My friend told me that they have yeti in Bhutan, and in fact they know where some reside. He told me that yeti live up mountain from his village, in a place where they need to occasionally venture to gather thinner bamboo for making baskets. He told me that as children they were taught if a yeti chases them, they should identify its sex and make their escape accordingly, running uphill for a male and downhill for a female. Apparently the logic behind this is the female’s breasts get in her way during downhill movements while the male’s member impedes his uphill running.

I had a distinct sense that the yeti was a folkloric type creature from the communities mentality and yet there were actual sightings as well.

It is this odd boundary between the mere “legends”, and the possible fact that may underly some of the Yeti stories, that continues to fascinate us.
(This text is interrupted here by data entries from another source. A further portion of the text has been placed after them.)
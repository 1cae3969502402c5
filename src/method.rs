//! Compiled-method descriptor.
//!
//! The descriptor is what the reverse lookup returns and what the evictor
//! updates when it moves a bundle. Placement fields are atomics: readers
//! (stack walker, trampolines) load them lock-free, and the evictor stores
//! new values inside the safepoint where no reader can be mid-walk.

use std::sync::atomic::{AtomicBool, AtomicUsize, Ordering};

use parking_lot::Mutex;
use smallvec::SmallVec;

/// Descriptor for one compiled method and its cache placement.
#[derive(Debug)]
pub struct CompiledMethod {
    /// Unique identifier assigned by the compilation pipeline.
    id: u64,
    /// Human-readable method name, for traces and diagnostics.
    name: String,
    /// Bundle start address; 0 until the method has been placed.
    start: AtomicUsize,
    /// Total bundle size in bytes.
    size: AtomicUsize,
    /// First byte of the code array.
    code_start: AtomicUsize,
    /// Length of the code array in bytes.
    code_len: AtomicUsize,
    /// Set when the bundle's code is protected against patching.
    protected: AtomicBool,
    /// Offsets into the code stream of 32-bit PC-relative displacement
    /// fields of direct calls. The displacement is relative to the end of
    /// the field: `target = site + 4 + disp`.
    call_sites: Mutex<SmallVec<[u32; 4]>>,
    /// Backing storage for heap-diverted bundles (`in_heap` allocation).
    /// Code-region bundles leave this empty.
    heap_bundle: Mutex<Option<Box<[u8]>>>,
}

impl CompiledMethod {
    /// Create a descriptor that has not been placed yet.
    pub fn new(id: u64, name: impl Into<String>) -> Self {
        Self {
            id,
            name: name.into(),
            start: AtomicUsize::new(0),
            size: AtomicUsize::new(0),
            code_start: AtomicUsize::new(0),
            code_len: AtomicUsize::new(0),
            protected: AtomicBool::new(false),
            call_sites: Mutex::new(SmallVec::new()),
            heap_bundle: Mutex::new(None),
        }
    }

    /// Get the method identifier.
    #[inline]
    pub fn id(&self) -> u64 {
        self.id
    }

    /// Get the method name.
    #[inline]
    pub fn name(&self) -> &str {
        &self.name
    }

    /// Get the current bundle start address (0 if unplaced).
    #[inline]
    pub fn start(&self) -> usize {
        self.start.load(Ordering::Acquire)
    }

    /// Get the bundle size in bytes.
    #[inline]
    pub fn size(&self) -> usize {
        self.size.load(Ordering::Acquire)
    }

    /// Get the current code array start address.
    #[inline]
    pub fn code_start(&self) -> usize {
        self.code_start.load(Ordering::Acquire)
    }

    /// Get the code array length in bytes.
    #[inline]
    pub fn code_len(&self) -> usize {
        self.code_len.load(Ordering::Acquire)
    }

    /// Check whether the method has been placed in a bundle.
    #[inline]
    pub fn is_placed(&self) -> bool {
        self.start() != 0
    }

    /// Check whether an address falls inside this method's bundle.
    #[inline]
    pub fn contains(&self, addr: usize) -> bool {
        let start = self.start();
        start != 0 && addr >= start && addr < start + self.size()
    }

    /// Mark the method's code as protected against patching.
    #[inline]
    pub fn protect(&self) {
        self.protected.store(true, Ordering::Release);
    }

    /// Check the protection flag.
    #[inline]
    pub fn is_protected(&self) -> bool {
        self.protected.load(Ordering::Acquire)
    }

    /// Register the direct-call sites of this method's code stream.
    ///
    /// Each entry is the code-stream offset of a 32-bit displacement field.
    /// Called once by the compiler after the code bytes are emitted.
    pub fn set_call_sites(&self, sites: impl IntoIterator<Item = u32>) {
        let mut guard = self.call_sites.lock();
        guard.clear();
        guard.extend(sites);
        guard.sort_unstable();
    }

    /// Snapshot the registered direct-call sites.
    pub fn call_sites(&self) -> SmallVec<[u32; 4]> {
        self.call_sites.lock().clone()
    }

    /// Record the method's placement. Called under the cache mutex.
    pub(crate) fn set_placement(&self, start: usize, size: usize, code_start: usize, code_len: usize) {
        self.start.store(start, Ordering::Release);
        self.size.store(size, Ordering::Release);
        self.code_start.store(code_start, Ordering::Release);
        self.code_len.store(code_len, Ordering::Release);
    }

    /// Shift the placement by a relocation delta. Called by the evictor
    /// inside the safepoint.
    pub(crate) fn relocate(&self, delta: isize) {
        let start = self.start.load(Ordering::Acquire);
        let code_start = self.code_start.load(Ordering::Acquire);
        self.start
            .store((start as isize + delta) as usize, Ordering::Release);
        self.code_start
            .store((code_start as isize + delta) as usize, Ordering::Release);
    }

    /// Attach heap-side bundle storage. Called for `in_heap` allocations.
    pub(crate) fn set_heap_bundle(&self, storage: Box<[u8]>) {
        *self.heap_bundle.lock() = Some(storage);
    }

    /// Check whether this method's bundle lives on the process heap.
    pub fn is_heap_allocated(&self) -> bool {
        self.heap_bundle.lock().is_some()
    }
}

#[cfg(test)]
mod tests {
    use super::*;

    #[test]
    fn test_unplaced_method() {
        let method = CompiledMethod::new(7, "Widget.draw");
        assert_eq!(method.id(), 7);
        assert_eq!(method.name(), "Widget.draw");
        assert!(!method.is_placed());
        assert!(!method.contains(0x1000));
        assert!(!method.is_protected());
    }

    #[test]
    fn test_placement_and_containment() {
        let method = CompiledMethod::new(1, "m");
        method.set_placement(0x1000, 0x100, 0x1020, 0x80);
        assert!(method.is_placed());
        assert!(method.contains(0x1000));
        assert!(method.contains(0x10FF));
        assert!(!method.contains(0x1100));
        assert_eq!(method.code_start(), 0x1020);
    }

    #[test]
    fn test_relocate_shifts_start_and_code() {
        let method = CompiledMethod::new(1, "m");
        method.set_placement(0x1000, 0x100, 0x1020, 0x80);
        method.relocate(-0x200);
        assert_eq!(method.start(), 0xE00);
        assert_eq!(method.code_start(), 0xE20);
        assert_eq!(method.size(), 0x100);
    }

    #[test]
    fn test_call_sites_sorted() {
        let method = CompiledMethod::new(1, "m");
        method.set_call_sites([40, 16, 28]);
        let sites = method.call_sites();
        assert_eq!(sites.as_slice(), &[16, 28, 40]);
    }
}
Primatologist John Napier (one who had felt the Yeti was more likely than Bigfoot to purely myth) referred to such odd boundaries as spillovers from “the Goblin Universe”, in order to make the distinction between what science could accept and account for, and those things which fall outside of acceptable scientific thought, but perhaps deserve attention nonetheless. “It will become intellectually necessary from time to time to abandon the real world and, like Persephone, enter the dark regions of another world which I like to call the Goblin Universe.”
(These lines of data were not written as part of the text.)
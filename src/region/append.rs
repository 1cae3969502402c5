//! Append-only code region with bump-pointer allocation.

use std::sync::atomic::{AtomicUsize, Ordering};
use std::sync::Arc;

use parking_lot::RwLock;

use crate::bundle::Bundle;
use crate::layout::round_up_word;
use crate::method::CompiledMethod;
use crate::region::RegionView;

/// A contiguous sub-window holding bundles of one lifespan class.
///
/// Allocation is a bump of `mark`; the mark moves monotonically between
/// evictions and every live bundle is contained in `[start, mark)`.
/// Allocation and index mutation are serialised by the caller (the cache
/// holds its mutex around every allocation); lookups take only the index
/// read lock.
#[derive(Debug)]
pub struct CodeRegion {
    /// Diagnostic name.
    name: &'static str,
    /// First owned address.
    start: usize,
    /// One past the last owned address.
    end: usize,
    /// Bump pointer, `start <= mark <= end`.
    mark: AtomicUsize,
    /// Bundles in allocation order. Bump allocation keeps starts sorted,
    /// so address lookup is a binary search.
    bundles: RwLock<Vec<Bundle>>,
}

impl CodeRegion {
    /// Create a region over `[start, start + size)`.
    pub fn new(name: &'static str, start: usize, size: usize) -> Self {
        Self {
            name,
            start,
            end: start + size,
            mark: AtomicUsize::new(start),
            bundles: RwLock::new(Vec::new()),
        }
    }

    /// Bump-allocate `size` bytes, rounded up to a word.
    ///
    /// Returns the old mark, or `None` when the remaining space is
    /// insufficient. Serialised by the caller.
    pub fn allocate(&self, size: usize) -> Option<usize> {
        let aligned = round_up_word(size);
        let old = self.mark.load(Ordering::Acquire);
        if aligned > self.end - old {
            return None;
        }
        self.mark.store(old + aligned, Ordering::Release);
        Some(old)
    }

    /// Register an allocated bundle with the lookup index.
    ///
    /// Called under the cache mutex, after the bundle header is planted.
    pub fn add(&self, bundle: Bundle) {
        let mut bundles = self.bundles.write();
        debug_assert!(
            bundles.last().map_or(true, |prev| prev.start() < bundle.start()),
            "bundle index out of allocation order"
        );
        bundles.push(bundle);
    }

    /// Total capacity in bytes.
    #[inline]
    pub fn capacity(&self) -> usize {
        self.end - self.start
    }

    /// Bytes allocated so far.
    #[inline]
    pub fn used(&self) -> usize {
        self.mark() - self.start
    }

    /// Bytes remaining.
    #[inline]
    pub fn available(&self) -> usize {
        self.end - self.mark()
    }

    /// Number of bundles in the index.
    pub fn bundle_count(&self) -> usize {
        self.bundles.read().len()
    }

    /// Reset the region to empty. Only meaningful for semi-space halves,
    /// inside the eviction safepoint.
    pub(crate) fn reset(&self) {
        self.mark.store(self.start, Ordering::Release);
        self.bundles.write().clear();
    }

    /// Verify internal consistency; usable as an assertion condition.
    pub(crate) fn validate(&self) -> bool {
        let mark = self.mark();
        if mark < self.start || mark > self.end {
            return false;
        }
        let bundles = self.bundles.read();
        let mut prev_end = self.start;
        for bundle in bundles.iter() {
            if bundle.start() < prev_end || bundle.end() > mark {
                return false;
            }
            let header = bundle.header();
            if header.start != bundle.start() || header.size != bundle.size() {
                return false;
            }
            prev_end = bundle.end();
        }
        true
    }
}

impl RegionView for CodeRegion {
    #[inline]
    fn name(&self) -> &'static str {
        self.name
    }

    #[inline]
    fn start(&self) -> usize {
        self.start
    }

    #[inline]
    fn end(&self) -> usize {
        self.end
    }

    #[inline]
    fn mark(&self) -> usize {
        self.mark.load(Ordering::Acquire)
    }

    fn find(&self, addr: usize) -> Option<Arc<CompiledMethod>> {
        if !self.contains(addr) {
            return None;
        }
        let bundles = self.bundles.read();
        // First bundle starting after addr; the candidate precedes it.
        let idx = bundles.partition_point(|b| b.start() <= addr);
        let candidate = bundles.get(idx.checked_sub(1)?)?;
        if candidate.contains(addr) {
            Some(Arc::clone(candidate.method()))
        } else {
            None
        }
    }

    fn visit(&self, visitor: &mut dyn FnMut(&Bundle) -> bool) {
        let bundles = self.bundles.read();
        for bundle in bundles.iter() {
            if !visitor(bundle) {
                return;
            }
        }
    }
}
“It is simple enough to apply reason to what is reasonable,” Napier continues, “but it is much more difficult to argue logically about the illogical. However, there comes a time when it is necessary to do so in order to demonstrate the illogicality of a major premise…. The rules of logic in our world forbid the drawing of inferences from hypotheses, but this is the currency the monster establishment currently deals in…. I am necessarily tackling them, as well as the subject of Bigfoot, and so I shall sometimes have to resort to their logical method.”

It is not to say here, nor had it been Napier’s intent with the aforementioned statement he made decades ago, to argue against scientific thought when it comes to the discussion of “monsters.” It is, however, our aim to realize that for subjects that are essentially “forbidden” in logical, scientific discourse today, we must occasionally give consideration to those things which seem to strange to fathom; often, these are the “monstrous” subjects themselves, which do seem to walk a peculiarly thin line between that which is the stuff of legend, and the scant crumbs of logic that are scattered upon the proving grounds of fact.

Therein, perhaps, lies the key to solving the mystery of these fabled denizens of “The Goblin Universe.”